Classic Computer Magazine Archive COMPUTE! ISSUE 95 / APRIL 1988 / PAGE 70

The Pyramid Game

Ronald Bobo

Test your problem-solving abilities with this intriguing puzzle for the Amiga. Careful attention to detail and great graphics make this game an impressive one. 512K of memory and Workbench 1.2 are required.

"The Pyramid Game" is a classic strategy puzzle that demonstrates the power of Amiga Basic. It's a stacking game in which you rear-range disks on a stick, attempting to sort them by size.

I wrote the first version of The Pyramid Game in C for an IBM-compatible computer. Suprisingly, the Amiga Basic version is nearly as fast as the original.

The Pyramid Game requires luck, skill, and logic for the best scores. If you're a programmer, take a close look at the Amiga Basic listing. You'll learn about using fonts in BASIC programs. You'll also learn how to move graphic images quickly.

Typing It In

The Pyramid Game is written entirely in Amiga Basic. Type it in and save it to disk.

The Pyramid Game requires two system files: graphics.bmap and diskfont.bmap. You can find these files on your Extras disk. Use the CLI to copy them from the Extras disk to the libs directory of your Workbench disk. The Pyramid Game uses several system fonts, so be sure to boot up with a Workbench disk that has all the fonts (the Workbench disk that came with your computer should work.)

In this game, the player is well on the way to solving the puzzle.

To run The Pyramid Game, simply double-click on its icon from the Workbench. AmigaBASIC will load, and The Pyramid game will start automatically.

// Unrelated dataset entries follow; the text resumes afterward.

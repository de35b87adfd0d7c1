//! Panel layout for marginalia.
//!
//! Pure layout arithmetic: called inside `terminal.draw()` on every render so
//! each frame reflects the current terminal size.
//!
//! The document fills the width; the comment sidebar takes a third of it
//! (at least [`SIDEBAR_MIN`] columns) when shown and the terminal is wide
//! enough. `Spacing::Overlap(1)` with `MergeStrategy::Fuzzy` lets adjacent
//! borders share a column.

use ratatui::{
    layout::{Constraint, Layout, Margin, Rect, Spacing},
    style::{Modifier, Style},
    symbols::merge::MergeStrategy,
    text::{Line, Span},
    widgets::{Block, BorderType, Paragraph},
    Frame,
};

use crate::app::{App, Mode, Status};
use crate::theme::Theme;

/// Narrowest useful sidebar.
pub const SIDEBAR_MIN: u16 = 28;

/// Below this width the sidebar is not drawn even when toggled on.
const SIDEBAR_BREAKPOINT: u16 = 70;

/// Returns `[document, sidebar, status_bar]` for the current frame.
pub fn compute_layout(frame: &Frame, show_sidebar: bool) -> [Rect; 3] {
    let area = frame.area();
    let [main_area, status_bar] =
        area.layout(&Layout::vertical([Constraint::Fill(1), Constraint::Length(1)]));

    let sidebar_width = if show_sidebar && area.width >= SIDEBAR_BREAKPOINT {
        (area.width / 3).max(SIDEBAR_MIN)
    } else {
        0
    };
    let [document, sidebar] = main_area.layout(
        &Layout::horizontal([Constraint::Fill(1), Constraint::Length(sidebar_width)])
            .spacing(Spacing::Overlap(1)),
    );
    [document, sidebar, status_bar]
}

/// The inner `Rect` of a panel after its 1-cell border.
pub fn inner_rect(area: Rect) -> Rect {
    area.inner(Margin {
        vertical: 1,
        horizontal: 1,
    })
}

/// Bordered block; thick when `is_focused`.
pub fn panel_block<'a>(title: String, is_focused: bool, theme: &Theme) -> Block<'a> {
    let border_style = if is_focused {
        Style::default().fg(theme.border_active)
    } else {
        Style::default().fg(theme.border_inactive)
    };
    let border_type = if is_focused {
        BorderType::Thick
    } else {
        BorderType::Plain
    };

    Block::bordered()
        .title(title)
        .border_type(border_type)
        .border_style(border_style)
        .merge_borders(MergeStrategy::Fuzzy)
}

/// Mode, page, comment count and the latest status message.
pub fn render_status_bar(frame: &mut Frame, area: Rect, app: &App, theme: &Theme) {
    let (mode_text, mode_fg) = match app.mode {
        Mode::Insert => (" INSERT ", theme.status_mode_insert),
        Mode::Normal | Mode::ConfirmQuit | Mode::HelpOverlay => {
            (" NORMAL ", theme.status_mode_normal)
        }
    };

    let mut spans = vec![
        Span::styled(
            mode_text,
            Style::default().fg(mode_fg).add_modifier(Modifier::BOLD),
        ),
        Span::raw(format!(
            " {} ({}/{}) ",
            app.page().key,
            app.current + 1,
            app.pages.len()
        )),
    ];

    let permissions = app.session.permissions();
    let count = app.session.visible().len();
    spans.push(Span::raw(match (permissions.can_view, permissions.can_comment) {
        (false, _) => " comments hidden ".to_owned(),
        (true, false) => format!(" {count} comments, read only "),
        (true, true) => format!(" {count} comments "),
    }));
    if let Some(user) = app.user() {
        spans.push(Span::raw(format!(" {} ", user.name)));
    }

    match &app.status {
        Some(Status::Info(msg)) => spans.push(Span::raw(format!(" {msg}"))),
        Some(Status::Error(msg)) => spans.push(Span::styled(
            format!(" {msg}"),
            Style::default()
                .fg(theme.status_error)
                .add_modifier(Modifier::BOLD),
        )),
        None => {}
    }

    frame.render_widget(
        Paragraph::new(Line::from(spans))
            .style(Style::default().bg(theme.status_bar_bg).fg(theme.status_bar_fg)),
        area,
    );
}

It is very important to start the program by double-clicking on it's icon, rather than loading Amiga Basic from the CLI, otherwise you'll get an "Out of heap space" error on an Amiga with 512K of memory. Don't try to run other programs at the same time; otherwise, you'll get the same error.

Solving The Puzzle

When the game begins, you'll see the title screen. Press a key to begin. The Pyramid Game is divided into two windows. The left window shows the puzzle itself. The right window shows the status of the game, including how many moves you've made and how to exit the game.

The puzzle is a stack of 16 rectangluar pieces, each a different size. The pieces are scrambled at the beginning of the game; press a key to stop the movement.

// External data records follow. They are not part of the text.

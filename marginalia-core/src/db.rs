use std::time::{Duration, SystemTime, UNIX_EPOCH};

use tokio_rusqlite::Connection;
use tracing::info;

use crate::error::{Error, Result};
use crate::store::{validate_draft, CommentStore};
use crate::types::{Anchor, Comment, CommentKind, Draft};

/// Opens (or creates) the SQLite database at `path`, configures WAL mode,
/// and applies schema migrations via the `schema_version` table.
///
/// This function is the single entry point for all database connections.
/// It sets `busy_timeout` via the `Connection` method (not a PRAGMA string) to
/// ensure the setting takes effect regardless of pragma caching.
///
/// # Errors
///
/// Returns `tokio_rusqlite::Error` if the file cannot be opened, WAL configuration
/// fails, or schema DDL fails.
pub async fn open_db(path: &str) -> std::result::Result<Connection, tokio_rusqlite::Error> {
    let conn = Connection::open(path).await?;

    conn.call(|db| {
        db.execute_batch(
            "PRAGMA journal_mode=WAL;
             PRAGMA synchronous=NORMAL;
             PRAGMA foreign_keys=ON;",
        )?;
        db.busy_timeout(Duration::from_secs(5))?;
        // Fold whatever a previous run left in the WAL back into the main file.
        db.execute_batch("PRAGMA wal_checkpoint(TRUNCATE);")?;
        Ok::<_, rusqlite::Error>(())
    })
    .await?;

    conn.call(|db| {
        crate::schema::migrate(db)?;
        Ok::<_, rusqlite::Error>(())
    })
    .await?;

    Ok(conn)
}

/// Returns the current Unix timestamp in seconds.
pub fn now_secs() -> i64 {
    SystemTime::now()
        .duration_since(UNIX_EPOCH)
        .unwrap_or_default()
        .as_secs() as i64
}

const COMMENT_COLUMNS: &str =
    "id, page, kind, text, context_before, context_after, src, body, y, user_name, created_at, resolved_at";

fn row_to_comment(r: &rusqlite::Row<'_>) -> rusqlite::Result<Comment> {
    let kind: String = r.get(2)?;
    let resolved_at: Option<i64> = r.get(11)?;
    Ok(Comment::from_parts(
        r.get(0)?,
        r.get(1)?,
        Anchor::new(r.get::<_, String>(3)?, r.get::<_, String>(4)?, r.get::<_, String>(5)?),
        r.get(7)?,
        CommentKind::parse(&kind).unwrap_or_default(),
        r.get(6)?,
        r.get(8)?,
        resolved_at.is_some(),
        r.get(9)?,
        r.get(10)?,
    ))
}

/// Loads every comment for `page`, oldest first, resolved ones included.
///
/// # Errors
///
/// Returns `tokio_rusqlite::Error` if the query fails.
pub async fn list_comments(
    conn: &Connection,
    page: &str,
) -> std::result::Result<Vec<Comment>, tokio_rusqlite::Error> {
    let page = page.to_owned();

    conn.call(move |db| {
        let mut stmt = db.prepare(&format!(
            "SELECT {COMMENT_COLUMNS} FROM comments WHERE page = ?1 ORDER BY created_at, rowid"
        ))?;
        let rows = stmt
            .query_map(rusqlite::params![&page], row_to_comment)?
            .collect::<rusqlite::Result<Vec<_>>>()?;
        Ok::<_, rusqlite::Error>(rows)
    })
    .await
}

/// Loads every comment in the database, for export.
///
/// # Errors
///
/// Returns `tokio_rusqlite::Error` if the query fails.
pub async fn all_comments(
    conn: &Connection,
) -> std::result::Result<Vec<Comment>, tokio_rusqlite::Error> {
    conn.call(|db| {
        let mut stmt = db.prepare(&format!(
            "SELECT {COMMENT_COLUMNS} FROM comments ORDER BY page, created_at, rowid"
        ))?;
        let rows = stmt
            .query_map([], row_to_comment)?
            .collect::<rusqlite::Result<Vec<_>>>()?;
        Ok::<_, rusqlite::Error>(rows)
    })
    .await
}

fn insert_row(tx: &rusqlite::Transaction<'_>, comment: &Comment) -> rusqlite::Result<usize> {
    let anchor = comment.anchor();
    let resolved_at: Option<i64> = comment.is_resolved().then_some(comment.created_at);
    tx.execute(
        "INSERT OR IGNORE INTO comments
             (id, page, kind, text, context_before, context_after, src, body, y,
              user_name, created_at, resolved_at)
         VALUES (?1, ?2, ?3, ?4, ?5, ?6, ?7, ?8, ?9, ?10, ?11, ?12)",
        rusqlite::params![
            &comment.id,
            &comment.page,
            comment.kind.as_str(),
            anchor.text(),
            anchor.context_before(),
            anchor.context_after(),
            &comment.src,
            &comment.comment,
            comment.y,
            &comment.user,
            comment.created_at,
            resolved_at,
        ],
    )
}

/// Persists `draft` under a fresh UUID v4 id inside `BEGIN IMMEDIATE`.
///
/// # Errors
///
/// Returns `tokio_rusqlite::Error` if the write transaction fails.
pub async fn insert_comment(
    conn: &Connection,
    draft: &Draft,
) -> std::result::Result<Comment, tokio_rusqlite::Error> {
    let comment = Comment::from_draft(uuid::Uuid::new_v4().to_string(), draft);

    conn.call(move |db| {
        let tx = db.transaction_with_behavior(rusqlite::TransactionBehavior::Immediate)?;
        insert_row(&tx, &comment)?;
        tx.commit()?;
        Ok::<_, rusqlite::Error>(comment)
    })
    .await
}

/// Inserts already-identified comments (an import), skipping ids that exist.
/// Returns how many rows were added.
///
/// # Errors
///
/// Returns `tokio_rusqlite::Error` if the write transaction fails; nothing
/// is imported in that case.
pub async fn import_comments(
    conn: &Connection,
    comments: Vec<Comment>,
) -> std::result::Result<usize, tokio_rusqlite::Error> {
    conn.call(move |db| {
        let tx = db.transaction_with_behavior(rusqlite::TransactionBehavior::Immediate)?;
        let mut added = 0;
        for comment in &comments {
            added += insert_row(&tx, comment)?;
        }
        tx.commit()?;
        Ok::<_, rusqlite::Error>(added)
    })
    .await
}

/// Resolves comment `id`: sets `resolved_at`, or deletes the row when
/// `delete` is set. Returns `false` if no open comment had that id.
///
/// # Errors
///
/// Returns `tokio_rusqlite::Error` if the write transaction fails.
pub async fn resolve_comment(
    conn: &Connection,
    id: &str,
    delete: bool,
) -> std::result::Result<bool, tokio_rusqlite::Error> {
    let id = id.to_owned();

    conn.call(move |db| {
        let tx = db.transaction_with_behavior(rusqlite::TransactionBehavior::Immediate)?;
        let changed = if delete {
            tx.execute("DELETE FROM comments WHERE id = ?1", rusqlite::params![&id])?
        } else {
            tx.execute(
                "UPDATE comments SET resolved_at = ?1 WHERE id = ?2 AND resolved_at IS NULL",
                rusqlite::params![now_secs(), &id],
            )?
        };
        tx.commit()?;
        Ok::<_, rusqlite::Error>(changed > 0)
    })
    .await
}

/// The local persistent store: one SQLite file in WAL mode.
#[derive(Clone)]
pub struct SqliteStore {
    conn: Connection,
    delete_on_resolve: bool,
}

impl SqliteStore {
    /// Opens the database at `path`; see [`open_db`].
    pub async fn open(path: &str) -> Result<Self> {
        Ok(Self::new(open_db(path).await?))
    }

    pub fn new(conn: Connection) -> Self {
        Self {
            conn,
            delete_on_resolve: false,
        }
    }

    /// Deletes rows on resolve instead of setting `resolved_at`.
    pub fn delete_on_resolve(mut self, on: bool) -> Self {
        self.delete_on_resolve = on;
        self
    }

    pub fn connection(&self) -> &Connection {
        &self.conn
    }

    /// Adds `comments` to the store; returns how many were new.
    pub async fn import(&self, comments: Vec<Comment>) -> Result<usize> {
        let added = import_comments(&self.conn, comments).await?;
        info!(added, "comments imported");
        Ok(added)
    }

    /// Every comment in the store, all pages.
    pub async fn export(&self) -> Result<Vec<Comment>> {
        Ok(all_comments(&self.conn).await?)
    }
}

impl CommentStore for SqliteStore {
    async fn list(&self, page: &str) -> Result<Vec<Comment>> {
        Ok(list_comments(&self.conn, page).await?)
    }

    async fn create(&self, draft: &Draft) -> Result<String> {
        validate_draft(draft)?;
        let comment = insert_comment(&self.conn, draft).await?;
        info!(comment = %comment.id, page = %comment.page, "comment created");
        Ok(comment.id)
    }

    async fn resolve(&self, id: &str) -> Result<()> {
        if !resolve_comment(&self.conn, id, self.delete_on_resolve).await? {
            return Err(Error::NotFound(id.to_owned()));
        }
        info!(comment = %id, hard = self.delete_on_resolve, "comment resolved");
        Ok(())
    }
}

Each position is labeled with a letter from A to P. When a corresponding key is pressed, all pieces from that letter to the top are inverted. For example, if you press the D key, the piece at A will swap places with the piece at D, and the piece at B will swap places with the piece at C.

With a little luck and some careful thought, you should be able to arrange the pieces into a pyramid. When you've solved the puzzle, a window labeled "options" appears on the screen. This window gives you a short menu. You can choose X to exit the game, R to replay the same game, or N to start a new one.

The R option is useful when you want to try to better your previous score with the same puzzle, or when you're competing with a friend. Use the N option for a new configuration of the puzzle pieces.

Incidentally, you should not exit from the game with the Amiga Basic Quit menu option, or with Control-C. If you do, the custom screen used by The Pyramid Game remains open, and thus uses valuable memory.

About The Program

The Amiga Basic GET and PUT statements use the powerful Amiga hardware to move image blocks, so they're very fast. The 16 puzzle pieces are first drawn on the screen with line commands, and then stored in a two-dimensional array with the GET command. Another array is used to keep track of the position of the pieces as they are shuffled and then moved.

The Pyramid Game also demonstrates how to use disk-based fonts in Amiga Basic.